Voy acabando. En 2006 se produjo uno de los hechos más trágicos en toda la historia de la ciudad: el inicio de la construcción, en ese territorio, del aberrante Parque Atlántico. Resumiré cierta información. Su coste será (sólo se ha construido un tercio del mismo, debido en parte al colapso de la burbuja inmobiliaria en 2007) de 30 millones de euros, dinero aportado tanto por el Ayuntamiento de Santander como por el Gobierno de Cantabria, aunque su precio se incrementó sospechosamente un 39 por ciento del inicial. Es un parque «equipado». ¿Qué quiere decir eso? Pues que cuenta con centros comerciales próximos, tiendas, graderío para eventos, aparcamiento, ludoteca, sala de conciertos (espacio público cedido a una empresa privada) y cámaras de video-vigilancia. Mostraré una foto:
Como se aprecia, predominan las pasarelas que dirigen el paseo y las zonas embaldosadas que eclipsan las escasas zonas verdes. Hay además un ridículo lago artificial con algunos animales no autóctonos que afectan negativamente a los ecosistemas de la zona, como es el caso de los patos domésticos; jardineras escalonadas, que los niños –incluso algunos adultos– utilizan como escaleras para acceder a los niveles superiores -ya que si no hay que recorrer unas rampas larguísimas- y zonas de juego que impiden a los niños y niñas experimentar libremente con la naturaleza. Por si esto fuera poco el propio parque está concebido como un parque temático pues según sus creadores éste reproduce la morfología del Océano Atlántico; al parecer el océano se asocia con el lago artificial de la zona central y la densidad de la vegetación de los alrededores varía en función de su proximidad respecto del agua. Además incluye un arboreto en base a especies de plantas de la costa Atlántica, colocadas en función de la latitud representada.

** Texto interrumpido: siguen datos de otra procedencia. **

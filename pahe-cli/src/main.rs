use std::time::Duration;

use clap::Parser;
use config::ProgramConfig;
use error::AppError;
use indicatif::MultiProgress;
use pahe_engine::hls::{AssemblyMode, HlsConfig, IvPolicy, VariantPreference};
use pahe_engine::{DownloaderConfig, HlsConfigBuilder, ProxyConfig};
use tokio_util::sync::CancellationToken;
use tracing::{Level, error, info, warn};
use tracing_appender::non_blocking::WorkerGuard;
use tracing_appender::rolling::{RollingFileAppender, Rotation};
use tracing_subscriber::{filter::EnvFilter, fmt, prelude::*};

mod cli;
mod config;
mod error;
mod processor;
mod utils;

use cli::CliArgs;
use utils::progress::ProgressManager;
use utils::{EpisodeNaming, output_extension, parse_headers};

const LOG_FILE_NAME: &str = "pahe.log";

fn main() {
    if let Err(e) = bootstrap() {
        eprintln!("Error: {e}");
        error!(error = ?e, "Application failed");
        let code = match e {
            AppError::Interrupted => 130,
            _ => 1,
        };
        std::process::exit(code);
    }
}

#[tokio::main]
async fn bootstrap() -> Result<(), AppError> {
    // Parse command-line arguments
    let args = CliArgs::parse();

    std::fs::create_dir_all(&args.output_dir)?;
    let _log_guard = init_logging(&args)?;

    info!(
        "pahe {} - episode HLS downloader",
        env!("CARGO_PKG_VERSION")
    );
    info!(
        "HTTP timeout configuration: overall={}s, connect={}s, read={}s, playlist={}s, segment={}s, key={}s",
        args.timeout,
        args.connect_timeout,
        args.read_timeout,
        args.playlist_timeout,
        args.segment_timeout,
        args.key_timeout
    );

    let hls_config = build_hls_config(&args)?;
    let extension = output_extension(&hls_config.output_config.assembly_mode);
    let last_episode = args
        .first_episode
        .saturating_add(args.tokens.len().saturating_sub(1) as u32);

    let program_config = ProgramConfig {
        hls_config,
        output_dir: args.output_dir.clone(),
        naming: EpisodeNaming::new(
            args.series.as_deref(),
            args.name_template.clone(),
            last_episode,
            extension,
        ),
        preference: VariantPreference {
            resolution: args.resolution,
            audio_language: args.audio.clone(),
        },
        first_episode: args.first_episode,
        link_only: args.link_only,
        overwrite: args.force,
    };

    // Create a progress manager based on show_progress flag
    let multi = MultiProgress::new();
    let progress_manager = if args.show_progress && !args.link_only {
        ProgressManager::new(multi)
    } else {
        ProgressManager::new_disabled(multi)
    };

    let cancel = CancellationToken::new();
    spawn_interrupt_handler(cancel.clone());

    processor::process_episodes(&args.tokens, &program_config, &progress_manager, cancel)
        .await?
        .into_result()
}

/// Installs the subscriber: stderr output plus a plain-text copy in the output directory.
fn init_logging(args: &CliArgs) -> Result<WorkerGuard, AppError> {
    let filter = || {
        if args.quiet {
            EnvFilter::new("error")
        } else if args.verbose {
            EnvFilter::new("debug")
        } else {
            EnvFilter::from_default_env().add_directive(Level::INFO.into())
        }
    };

    let file_appender = RollingFileAppender::builder()
        .rotation(Rotation::NEVER)
        .filename_prefix(LOG_FILE_NAME)
        .build(&args.output_dir)
        .map_err(|e| AppError::Initialization(format!("log file: {e}")))?;
    let (non_blocking, guard) = tracing_appender::non_blocking(file_appender);

    tracing_subscriber::registry()
        .with(
            fmt::layer()
                .with_writer(std::io::stderr)
                .with_target(false)
                .with_filter(filter()),
        )
        .with(
            fmt::layer()
                .with_writer(non_blocking)
                .with_ansi(false)
                .with_filter(filter()),
        )
        .try_init()
        .map_err(|e| AppError::Initialization(e.to_string()))?;

    Ok(guard)
}

fn spawn_interrupt_handler(cancel: CancellationToken) {
    tokio::spawn(async move {
        match tokio::signal::ctrl_c().await {
            Ok(()) => {
                warn!("Interrupt received, stopping after cleanup");
                cancel.cancel();
            }
            Err(e) => warn!(error = %e, "Unable to listen for Ctrl-C"),
        }
    });
}

fn build_download_config(args: &CliArgs) -> Result<DownloaderConfig, AppError> {
    // Custom headers override the defaults of the same name.
    let mut headers = DownloaderConfig::get_default_headers();
    headers.extend(parse_headers(&args.headers)?);

    let mut builder = DownloaderConfig::builder()
        .with_timeout(Duration::from_secs(args.timeout))
        .with_connect_timeout(Duration::from_secs(args.connect_timeout))
        .with_read_timeout(Duration::from_secs(args.read_timeout))
        .with_referer(args.referer.clone())
        .with_headers(headers);

    // Handle proxy configuration
    builder = if args.no_proxy {
        info!("All proxy settings disabled (--no-proxy flag)");
        builder.with_system_proxy(false)
    } else if let Some(proxy_url) = args.proxy.as_ref() {
        let mut proxy = ProxyConfig::new(proxy_url.clone(), args.proxy_type);
        if let (Some(username), Some(password)) = (&args.proxy_user, &args.proxy_pass) {
            proxy = proxy.with_auth(username.clone(), password.clone());
        }
        info!(
            proxy_url = %proxy_url,
            proxy_type = ?args.proxy_type,
            has_auth = proxy.auth.is_some(),
            "Using explicit proxy configuration for downloads"
        );
        builder.with_proxy(proxy)
    } else {
        builder.with_system_proxy(true)
    };

    Ok(builder.build())
}

fn build_hls_config(args: &CliArgs) -> Result<HlsConfig, AppError> {
    let mut builder = HlsConfigBuilder::new()
        .with_base_config(build_download_config(args)?)
        .download_concurrency(args.threads)
        .max_segment_attempts(args.retries.saturating_add(1))
        .playlist_fetch_timeout(Duration::from_secs(args.playlist_timeout))
        .segment_download_timeout(Duration::from_secs(args.segment_timeout))
        .key_download_timeout(Duration::from_secs(args.key_timeout));

    if let Some(template) = &args.playlist_template {
        builder = builder.master_url_template(template.clone());
    }
    if args.iv_from_sequence {
        builder = builder.iv_policy(IvPolicy::MediaSequence);
    }
    if args.remux {
        builder = builder.assembly_mode(AssemblyMode::Remux {
            ffmpeg: args.ffmpeg.clone(),
        });
    }

    Ok(builder.build_config()?)
}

Es, en definitiva, el ejemplo más perverso y dañino de exterioricidio. Todo lo que hubo allí alguna vez de exterioridad o semi-exterioridad ha sido destruido, sepultado bajo la argamasa y la vida mercantilizada. Yo, personalmente, veo imposible realizar prácticas de exterioridad en un entorno como éste más que mediante la vivencia de los sueños que siguen manifestándoseme. Aún así no he cesado de explorar otras zonas de la ciudad en las que surgen resquicios, resplandores y emanaciones de la exterioridad, límites ante los que maravillarse y vivir la extrañeza. Me gustaría invitaros a todos y todas a realizar este tipo de prácticas. Se trata de federar exterioridades, individuales y colectivas, y crear así comunidades que den la espalda a la vida impuesta por el capitalismo industrial. Debemos unirnos para crear entre todos y todas otra vida, más acorde con nuestros verdaderos deseos. Soy optimista al respecto. Tengo la esperanza de que en unas décadas, la desindustrialización forzada –y el correspondiente desmantelamiento de la producción capitalista– a la que nos conduce la actual crisis energética y de recursos minerales favorecerá el advenimiento de una vida ni comercializada, ni artificializada, rebosante de enriquecedoras prácticas de realidad. El momento del cambio se acerca.
1 Victor Segalen, Ensayo sobre el exostismo, Ed. La línea del horizonte, Madrid, 2017, p. 31.
2 En Crisis de la exterioridad, Ed. Enclave de Libros, Madrid, 2012, pp. 103-109.